I'm probably not the first person to tell you about this book. If I am, then this is obviously the first time you have left the house or connected to the internet in the last couple of years. If so, thank you for coming here first.

I dismissed this for a while as one of those popular books I'd probably read once all the hype died down (I still haven't gotten around to reading The Perks of Being a Wallflower but that's probably because Emma Watson was in the film).

I don't know what it is about these books, I kind of want to read them but I don't at the same time. And then one day I downloaded them all in one go. Thank you Amazon and your bloomin' suggestions.

So I was feeling a little sceptical. Even though I was aware of the book, I had no idea that it was about cancer until I read the first page and then reread it again because I was confused - "Depressed teenager, yep ok... depression is a symptom of dying... wait, what?"

Yet despite the heavy subject material, the doom and gloom is flung out the window from the second page (or soon thereafter).

First of all, if you don't know what happens yet, let me just say that everything you think is going to happen DOESN'T HAPPEN.

I formed so many ideas about what might happen in the end and was blown away by what actually does.

Second of all, if you do know what happens and you haven't read the book - why? Why would you do that to yourself? Or more importantly, who did that to you??

The other day I literally unfollowed a blog because the blogger in question revealed the entire plot in her book review. WTF that's not cool. This is one of the biggest stories to hit popular reading since the whole teen trilogy epidemic, you do NOT ruin that for people!

So now I hope you are sufficiently curious about the book, in which case I should tell you to go and buy it right now. I don't care if you're not near a bookshop, you're probably near a device of some kind that will support a Kindle app at least. If not.. well.. I guess you'll have to wait.

So what am I actually saying about the book?

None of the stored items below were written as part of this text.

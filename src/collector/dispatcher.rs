/**
 * ============================================================================
 * DISPATCHER MODULE
 * ============================================================================
 *
 * PURPOSE: Single background consumer that drains the queue into per-table
 * batches and ships them to the warehouse
 *
 * LOOP:
 * 1. Wait up to dequeue_timeout for the next entry (or a shutdown signal)
 * 2. Append it to its table's accumulator
 * 3. Flush every table whose size or time threshold is met
 * 4. Report queue drops at most once per drop_report_interval
 *
 * FAILURE MODEL:
 * - Each table flush is isolated: an error, or a panic inside the sink,
 *   is logged and counted, and the other tables still flush
 * - A failed batch is discarded; there is no retry
 *
 * SHUTDOWN:
 * - Queue is closed by the handle, loop exits after its current iteration
 * - Entries already queued are drained, every non-empty table is flushed
 *   once, outstanding drops are reported
 *
 * ============================================================================
 */

use crate::collector::batch::Batches;
use crate::collector::config::TelemetryConfig;
use crate::collector::queue::{Dequeued, DropReporter, QueueConsumer};
use crate::collector::types::{DestinationTable, Row, TelemetryStats};
use crate::warehouse::client::Warehouse;
use crate::warehouse::types::{RowError, WarehouseError, summarize_row_errors};
use chrono::{DateTime, Utc};
use std::sync::atomic::{AtomicBool, AtomicU64, Ordering};
use std::sync::{Arc, Mutex};
use std::time::{Duration, Instant};
use tokio::sync::Notify;

/// Row errors included in a partial-failure log line
const LOGGED_ROW_ERRORS: usize = 3;

/**
 * Timing and sizing for the dispatch loop
 * Plain durations so tests can run on sub-second intervals
 */
#[derive(Debug, Clone, PartialEq)]
pub struct DispatcherSettings {
    pub batch_size: usize,
    pub flush_interval: Duration,
    pub dequeue_timeout: Duration,
    pub drop_report_interval: Duration,
}

impl From<&TelemetryConfig> for DispatcherSettings {
    fn from(config: &TelemetryConfig) -> Self {
        Self {
            batch_size: config.batch_size,
            flush_interval: config.flush_interval(),
            dequeue_timeout: config.dequeue_timeout(),
            drop_report_interval: config.drop_report_interval(),
        }
    }
}

/**
 * Flush counters written by the dispatcher, read by the handle
 */
#[derive(Debug, Default)]
pub struct DispatchStats {
    running: AtomicBool,
    flushes: AtomicU64,
    failed_flushes: AtomicU64,
    rows_sent: AtomicU64,
    rows_rejected: AtomicU64,
    rows_discarded: AtomicU64,
    last_flush_time: Mutex<Option<DateTime<Utc>>>,
    last_error: Mutex<Option<String>>,
}

impl DispatchStats {
    pub fn is_running(&self) -> bool {
        self.running.load(Ordering::Acquire)
    }

    fn set_running(&self, running: bool) {
        self.running.store(running, Ordering::Release);
    }

    fn record_success(&self, rows: usize, rejected: usize) {
        self.flushes.fetch_add(1, Ordering::Relaxed);
        self.rows_sent.fetch_add((rows - rejected) as u64, Ordering::Relaxed);
        self.rows_rejected.fetch_add(rejected as u64, Ordering::Relaxed);
        let mut last = self.last_flush_time.lock().unwrap_or_else(|e| e.into_inner());
        *last = Some(Utc::now());
    }

    fn record_failure(&self, rows: usize, error: &WarehouseError) {
        self.failed_flushes.fetch_add(1, Ordering::Relaxed);
        self.rows_discarded.fetch_add(rows as u64, Ordering::Relaxed);
        let mut last = self.last_error.lock().unwrap_or_else(|e| e.into_inner());
        *last = Some(error.to_string());
    }

    /**
     * Copy the flush counters into a stats snapshot
     */
    pub fn fill(&self, stats: &mut TelemetryStats) {
        stats.running = self.is_running();
        stats.flushes = self.flushes.load(Ordering::Relaxed);
        stats.failed_flushes = self.failed_flushes.load(Ordering::Relaxed);
        stats.rows_sent = self.rows_sent.load(Ordering::Relaxed);
        stats.rows_rejected = self.rows_rejected.load(Ordering::Relaxed);
        stats.rows_discarded = self.rows_discarded.load(Ordering::Relaxed);
        stats.last_flush_time = *self.last_flush_time.lock().unwrap_or_else(|e| e.into_inner());
        stats.last_error = self
            .last_error
            .lock()
            .unwrap_or_else(|e| e.into_inner())
            .clone();
    }
}

/**
 * Background consumer state
 * Exclusively owns the accumulators; only the queue is shared
 */
pub struct Dispatcher<W: Warehouse> {
    consumer: QueueConsumer,
    warehouse: Arc<W>,
    batches: Batches,
    settings: DispatcherSettings,
    drop_reporter: DropReporter,
    stats: Arc<DispatchStats>,
    shutdown: Arc<Notify>,
}

impl<W: Warehouse> Dispatcher<W> {
    pub fn new(
        consumer: QueueConsumer,
        warehouse: Arc<W>,
        settings: DispatcherSettings,
        stats: Arc<DispatchStats>,
        shutdown: Arc<Notify>,
    ) -> Self {
        let now = Instant::now();
        Self {
            consumer,
            warehouse,
            batches: Batches::new(settings.batch_size, settings.flush_interval, now),
            drop_reporter: DropReporter::new(settings.drop_report_interval, now),
            settings,
            stats,
            shutdown,
        }
    }

    /**
     * Run until the queue is closed or every producer is gone
     */
    pub async fn run(mut self) {
        log::info!(
            "Telemetry dispatcher started (batch_size={}, flush_interval={}s)",
            self.settings.batch_size,
            self.settings.flush_interval.as_secs_f64()
        );
        self.stats.set_running(true);

        loop {
            if self.consumer.is_closed() {
                log::info!("Shutdown signal received, stopping dispatcher");
                break;
            }

            let next = tokio::select! {
                dequeued = self.consumer.dequeue_blocking(self.settings.dequeue_timeout) => dequeued,
                _ = self.shutdown.notified() => Dequeued::Timeout,
            };

            match next {
                Dequeued::Entry(entry) => self.batches.push(entry),
                Dequeued::Timeout => {}
                Dequeued::Disconnected => {
                    log::info!("All telemetry producers gone, stopping dispatcher");
                    break;
                }
            }

            let now = Instant::now();
            for table in self.batches.due(now) {
                self.flush_table(table, now).await;
            }
            self.drop_reporter.poll(Instant::now(), self.consumer.dropped());
        }

        self.finish().await;
        self.stats.set_running(false);
        log::info!("Telemetry dispatcher stopped");
    }

    /**
     * Drain what is already queued and flush every non-empty table once
     */
    async fn finish(&mut self) {
        let mut drained = 0usize;
        while let Some(entry) = self.consumer.try_dequeue() {
            self.batches.push(entry);
            drained += 1;
        }
        if drained > 0 {
            log::debug!("Drained {} queued telemetry events on shutdown", drained);
        }

        let pending = self.batches.total_pending();
        if pending > 0 {
            log::info!("Flushing {} pending telemetry rows on shutdown", pending);
        }

        let now = Instant::now();
        for table in self.batches.non_empty() {
            self.flush_table(table, now).await;
        }
        self.drop_reporter.report(self.consumer.dropped());
    }

    /**
     * Ship one table's batch; the batch is cleared whatever the outcome
     */
    async fn flush_table(&mut self, table: DestinationTable, now: Instant) {
        let rows = self.batches.take(table, now);
        if rows.is_empty() {
            return;
        }

        let count = rows.len();
        match insert_isolated(Arc::clone(&self.warehouse), table, rows).await {
            Ok(errors) if errors.is_empty() => {
                log::info!("Flushed {} rows to {}", count, table);
                self.stats.record_success(count, 0);
            }
            Ok(errors) => {
                let rejected = errors.len().min(count);
                log::warn!(
                    "{} of {} rows rejected by {}: {}",
                    rejected,
                    count,
                    table,
                    summarize_row_errors(&errors, LOGGED_ROW_ERRORS)
                );
                self.stats.record_success(count, rejected);
            }
            Err(e) => {
                log::error!("Flush of {} rows to {} failed, batch dropped: {}", count, table, e);
                self.stats.record_failure(count, &e);
            }
        }
    }
}

/**
 * Run the insert on its own task so a panicking sink only costs this batch
 */
async fn insert_isolated<W: Warehouse>(
    warehouse: Arc<W>,
    table: DestinationTable,
    rows: Vec<Row>,
) -> Result<Vec<RowError>, WarehouseError> {
    let task = tokio::spawn(async move { warehouse.batch_insert(table, rows).await });
    match task.await {
        Ok(result) => result,
        Err(e) => Err(WarehouseError::Aborted {
            message: if e.is_panic() {
                "warehouse client panicked".to_string()
            } else {
                e.to_string()
            },
        }),
    }
}
fn get_f64(map: &Map<String, Value>, key: &str) -> Option<f64> {
    let value = match map.get(key)? {
        Value::Number(n) => n.as_f64(),
        Value::String(s) => s.trim().parse::<f64>().ok(),
        Value::Bool(b) => Some(if *b { 1.0 } else { 0.0 }),
        _ => None,
    }?;
    value.is_finite().then_some(value)
}

fn get_u64(map: &Map<String, Value>, key: &str) -> Option<u64> {
    match map.get(key)? {
        Value::Number(n) => n
            .as_u64()
            .or_else(|| n.as_f64().filter(|f| *f >= 0.0 && f.is_finite()).map(|f| f as u64)),
        Value::String(s) => {
            let s = s.trim();
            s.parse::<u64>().ok().or_else(|| {
                s.parse::<f64>()
                    .ok()
                    .filter(|f| *f >= 0.0 && f.is_finite())
                    .map(|f| f as u64)
            })
        }
        _ => None,
    }
}

fn get_u32(map: &Map<String, Value>, key: &str) -> Option<u32> {
    get_u64(map, key).and_then(|v| u32::try_from(v).ok())
}

fn get_u16(map: &Map<String, Value>, key: &str) -> Option<u16> {
    get_u64(map, key).and_then(|v| u16::try_from(v).ok())
}

fn get_bool(map: &Map<String, Value>, key: &str) -> Option<bool> {
    match map.get(key)? {
        Value::Bool(b) => Some(*b),
        Value::Number(n) => n.as_f64().map(|f| f != 0.0),
        Value::String(s) => match s.trim().to_ascii_lowercase().as_str() {
            "true" | "1" | "yes" => Some(true),
            "false" | "0" | "no" => Some(false),
            _ => None,
        },
        _ => None,
    }
}

fn get_json(map: &Map<String, Value>, key: &str) -> Option<Value> {
    map.get(key).filter(|v| !v.is_null()).cloned()
}

/**
 * Coerce an untyped map into typed fields for the given kind
 * Unknown keys are ignored; wrong types fall back to defaults
 */
pub fn fields_from_map(kind: EventKind, map: &Map<String, Value>) -> EventFields {
    match kind {
        EventKind::Activity => EventFields::Activity(ActivityFields {
            action_type: get_string(map, "action_type").unwrap_or_default(),
            action_category: get_string(map, "action_category").unwrap_or_default(),
            user_id: get_string(map, "user_id"),
            success: get_bool(map, "success").unwrap_or(true),
            duration_ms: get_u64(map, "duration_ms"),
            details: get_json(map, "details"),
            error_message: get_string(map, "error_message"),
        }),
        EventKind::Error => EventFields::Error(ErrorFields {
            error_type: get_string(map, "error_type").unwrap_or_default(),
            error_message: get_string(map, "error_message").unwrap_or_default(),
            stack_trace: get_string(map, "stack_trace"),
            endpoint: get_string(map, "endpoint"),
            http_method: get_string(map, "http_method"),
            status_code: get_u16(map, "status_code"),
            user_id: get_string(map, "user_id"),
            severity: get_string(map, "severity").unwrap_or_else(|| "error".to_string()),
            context: get_json(map, "context"),
        }),
        EventKind::Performance => EventFields::Performance(PerformanceFields {
            metric_name: get_string(map, "metric_name").unwrap_or_default(),
            endpoint: get_string(map, "endpoint"),
            http_method: get_string(map, "http_method"),
            duration_ms: get_f64(map, "duration_ms").unwrap_or(0.0),
            status_code: get_u16(map, "status_code"),
            response_size_bytes: get_u64(map, "response_size_bytes"),
            db_query_count: get_u32(map, "db_query_count"),
            user_id: get_string(map, "user_id"),
        }),
        EventKind::Search => EventFields::Search(SearchFields {
            query: get_string(map, "query").unwrap_or_default(),
            search_type: get_string(map, "search_type").unwrap_or_default(),
            filters: get_json(map, "filters"),
            results_count: get_u64(map, "results_count").unwrap_or(0),
            response_time_ms: get_f64(map, "response_time_ms"),
            clicked_position: get_u32(map, "clicked_position"),
            user_id: get_string(map, "user_id"),
        }),
        EventKind::Payment => EventFields::Payment(PaymentFields {
            payment_id: get_string(map, "payment_id"),
            quote_id: get_string(map, "quote_id"),
            user_id: get_string(map, "user_id"),
            amount: get_f64(map, "amount").unwrap_or(0.0),
            currency: get_string(map, "currency").unwrap_or_default(),
            payment_method: get_string(map, "payment_method"),
            provider: get_string(map, "provider"),
            status: get_string(map, "status").unwrap_or_default(),
            failure_reason: get_string(map, "failure_reason"),
            processing_time_ms: get_f64(map, "processing_time_ms"),
        }),
    }
}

Well it picked me up, tossed me about, pounded me against a rock and then left me feeling pretty ok. It will blow apart your conceptions of life and the way it always goes. Think that good things happen to good people? Think again! Think that once you're ill, it's the end of your life? Think again, again!

I read some of the low rated reviews on Amazon just to see what those sick and twisted people actually had to say for themselves and a criticism of the book is that the teenage protagonists, Augustus Waters and Hazel Grace, don't actually speak and act like normal, relatable teenagers.

Well a) it's a book and b) ignoring that, there's a pretty big reason for why they might not be speaking like normal teenagers. Besides, Hazel Grace is an absolute brain box who is ahead of her class because she's been studying on her own for so long. Of course she knows long words and discusses various metaphors, she's been stuck inside with books for most of her life!

These characters are inspiring. They need a stronger word than that. They're life-changing. If they were real people, we would be floored by their resilience and desire to live their lives around their cancer.

But perhaps fiction and truth are closer than it seemed.

If the book moved you to live your life to the full for a while then let the work of Stephen Sutton, a teen with cancer who, to the misfortune of the world, passed away on Wednesday morning, push you to remember this message for the rest of your life.



Some infinities are bigger than others.